Asmal writes that "the egregious police commissioner, Bheki Cele, has requested MPs (nogal) to address him as ‘General Cele'." Yet the former cabinet minister notes: "Under section 205 [of the Constitution], the police are described as a service and under subsection (3), they are enjoined to uphold and enforce the law, which would involve strict adherence to the Constitution. As for Cele's burgeoning head, he will have to look at section 207(1), which refers to the appointment by the president of the national commissioner. There are also provincial commissioners. In passing those idiotic proposals, the Cabinet no doubt took into account these constitutional provisions. Will there be constitutional amendments to fit these whimsical fancies?"

3. The Mercury report on how a powerful ANC KZN politician, John Mchunu, had been handed some R40m worth of tenders by the eThekwini (Durban) Municipality:

Wendy Jasson da Costa writes that Mchunu is the chairman of the most powerful ANC region in KwaZulu Natal, and a member of the provincial legislature. He apparently "benefited financially from tenders awarded [by the municipality] to two of his companies, Inyameko Trading 148 cc and Zakhele and Mondli Trading Enterprise cc." The newspaper quoted the DA's John Steenhuisen as saying "many of the municipality's officials, including [Municipal Manager Michael] Sutcliffe, reported directly to Mchunu. ‘For tenders and contracts in Durban, the buck stops with him'."

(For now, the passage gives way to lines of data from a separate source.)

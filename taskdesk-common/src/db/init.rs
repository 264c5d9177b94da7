//! Database initialization
//!
//! Opens (creating if needed) the SQLite file, creates the four tables and
//! runs pending migrations. Safe to call against an existing database.

use crate::Result;
use sqlx::sqlite::{SqliteConnectOptions, SqliteJournalMode, SqlitePoolOptions};
use sqlx::SqlitePool;
use std::path::Path;
use std::time::Duration;
use tracing::info;

/// SQLite busy timeout applied to every pooled connection
const BUSY_TIMEOUT: Duration = Duration::from_millis(5000);

/// Maximum pooled connections
const MAX_CONNECTIONS: u32 = 10;

/// Initialize database connection and create tables if needed
pub async fn init_database(db_path: &Path) -> Result<SqlitePool> {
    let newly_created = !db_path.exists();

    // Create parent directory if it doesn't exist
    if let Some(parent) = db_path.parent() {
        if !parent.as_os_str().is_empty() {
            std::fs::create_dir_all(parent)?;
        }
    }

    // Pragmas go on the connect options so every pooled connection gets them,
    // not just whichever connection happens to run a PRAGMA statement.
    let options = SqliteConnectOptions::new()
        .filename(db_path)
        .create_if_missing(true)
        .foreign_keys(true)
        .journal_mode(SqliteJournalMode::Wal)
        .busy_timeout(BUSY_TIMEOUT);

    let pool = SqlitePoolOptions::new()
        .max_connections(MAX_CONNECTIONS)
        .connect_with(options)
        .await?;

    if newly_created {
        info!("Initialized new database: {}", db_path.display());
    } else {
        info!("Opened existing database: {}", db_path.display());
    }

    create_tables(&pool).await?;

    crate::db::migrations::run_migrations(&pool).await?;

    Ok(pool)
}

/// Create all tables (idempotent)
pub async fn create_tables(pool: &SqlitePool) -> Result<()> {
    create_schema_version_table(pool).await?;
    create_contacts_table(pool).await?;
    create_projects_table(pool).await?;
    create_tasks_table(pool).await?;
    create_project_members_table(pool).await?;
    Ok(())
}

async fn create_schema_version_table(pool: &SqlitePool) -> Result<()> {
    sqlx::query(
        r#"
        CREATE TABLE IF NOT EXISTS schema_version (
            version INTEGER PRIMARY KEY,
            applied_at TIMESTAMP NOT NULL DEFAULT CURRENT_TIMESTAMP
        )
        "#,
    )
    .execute(pool)
    .await?;

    Ok(())
}

/// Contacts: email is unique regardless of case
async fn create_contacts_table(pool: &SqlitePool) -> Result<()> {
    sqlx::query(
        r#"
        CREATE TABLE IF NOT EXISTS contacts (
            id TEXT PRIMARY KEY,
            first_name TEXT NOT NULL,
            last_name TEXT NOT NULL,
            email TEXT NOT NULL UNIQUE COLLATE NOCASE,
            phone TEXT,
            company TEXT,
            notes TEXT,
            created_at TEXT NOT NULL,
            updated_at TEXT NOT NULL
        )
        "#,
    )
    .execute(pool)
    .await?;

    Ok(())
}

/// Projects: owner is detached when the contact is deleted
async fn create_projects_table(pool: &SqlitePool) -> Result<()> {
    sqlx::query(
        r#"
        CREATE TABLE IF NOT EXISTS projects (
            id TEXT PRIMARY KEY,
            name TEXT NOT NULL,
            description TEXT,
            status TEXT NOT NULL DEFAULT 'planning'
                CHECK (status IN ('planning', 'active', 'on_hold', 'completed', 'archived')),
            start_date TEXT,
            end_date TEXT,
            owner_id TEXT REFERENCES contacts(id) ON DELETE SET NULL,
            created_at TEXT NOT NULL,
            updated_at TEXT NOT NULL
        )
        "#,
    )
    .execute(pool)
    .await?;

    Ok(())
}

/// Tasks: removed with their project, unassigned when the assignee goes
async fn create_tasks_table(pool: &SqlitePool) -> Result<()> {
    sqlx::query(
        r#"
        CREATE TABLE IF NOT EXISTS tasks (
            id TEXT PRIMARY KEY,
            title TEXT NOT NULL,
            description TEXT,
            status TEXT NOT NULL DEFAULT 'todo'
                CHECK (status IN ('todo', 'in_progress', 'review', 'done')),
            priority TEXT NOT NULL DEFAULT 'medium'
                CHECK (priority IN ('low', 'medium', 'high', 'urgent')),
            due_date TEXT,
            project_id TEXT REFERENCES projects(id) ON DELETE CASCADE,
            assignee_id TEXT REFERENCES contacts(id) ON DELETE SET NULL,
            created_at TEXT NOT NULL,
            updated_at TEXT NOT NULL
        )
        "#,
    )
    .execute(pool)
    .await?;

    Ok(())
}

/// Project membership join table
async fn create_project_members_table(pool: &SqlitePool) -> Result<()> {
    sqlx::query(
        r#"
        CREATE TABLE IF NOT EXISTS project_members (
            id TEXT PRIMARY KEY,
            project_id TEXT NOT NULL REFERENCES projects(id) ON DELETE CASCADE,
            contact_id TEXT NOT NULL REFERENCES contacts(id) ON DELETE CASCADE,
            role TEXT NOT NULL DEFAULT 'member',
            joined_at TEXT NOT NULL,
            UNIQUE (project_id, contact_id)
        )
        "#,
    )
    .execute(pool)
    .await?;

    Ok(())
}
//! Database initialization, migrations and models

pub mod init;
pub mod migrations;
pub mod models;

pub use init::*;
pub use migrations::*;
pub use models::*;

2. Anthony Butler's column in Business Day on the agenda behind ANCYL President Julius Malema's call for the nationalisation of the mines:

Butler notes that under ANCYL proposals the state mining company would take up to 60% of the shares of mining houses. "This would amount to a giant corporate welfare system for over-leveraged and politically connected miners. Almost all of them, moreover, will see the proposed "partnerships" as opportunities to unload exhausted mines, and legal responsibility for the industry's environmental legacies, onto the state: the people as a whole shall share in the country's toxic mine wastes." One likely source of funding for the scheme, mooted by govt, are "public-sector workers' pension funds (ie the life savings of unionists)." Butler notes: "The incredible truth, then, is that Malema has persuaded many young communists, SACP cadres and Cosatu activists to campaign for a wholly bogus nationalisation programme. What they will get is a state-owned mining house that will bail out fat cats by looting unionists' own pensions. And the left says it is Malema who is stupid?"

1. Nadira Naipaul's controversial and contested article in the London Evening Standard on her meeting with Winnie Madikizela-Mandela:

Madikizela-Mandela told the Naipauls that the "great Mandela" has "no control or say any more. They put that huge statue of him [in Sandton] right in the middle of the most affluent ‘white' area of Johannesburg. Not here where we spilled our blood and where it all started. Mandela is now a corporate foundation. He is wheeled out globally to collect the money and he is content doing that. The ANC have effectively sidelined him but they keep him as a figurehead for the sake of appearance."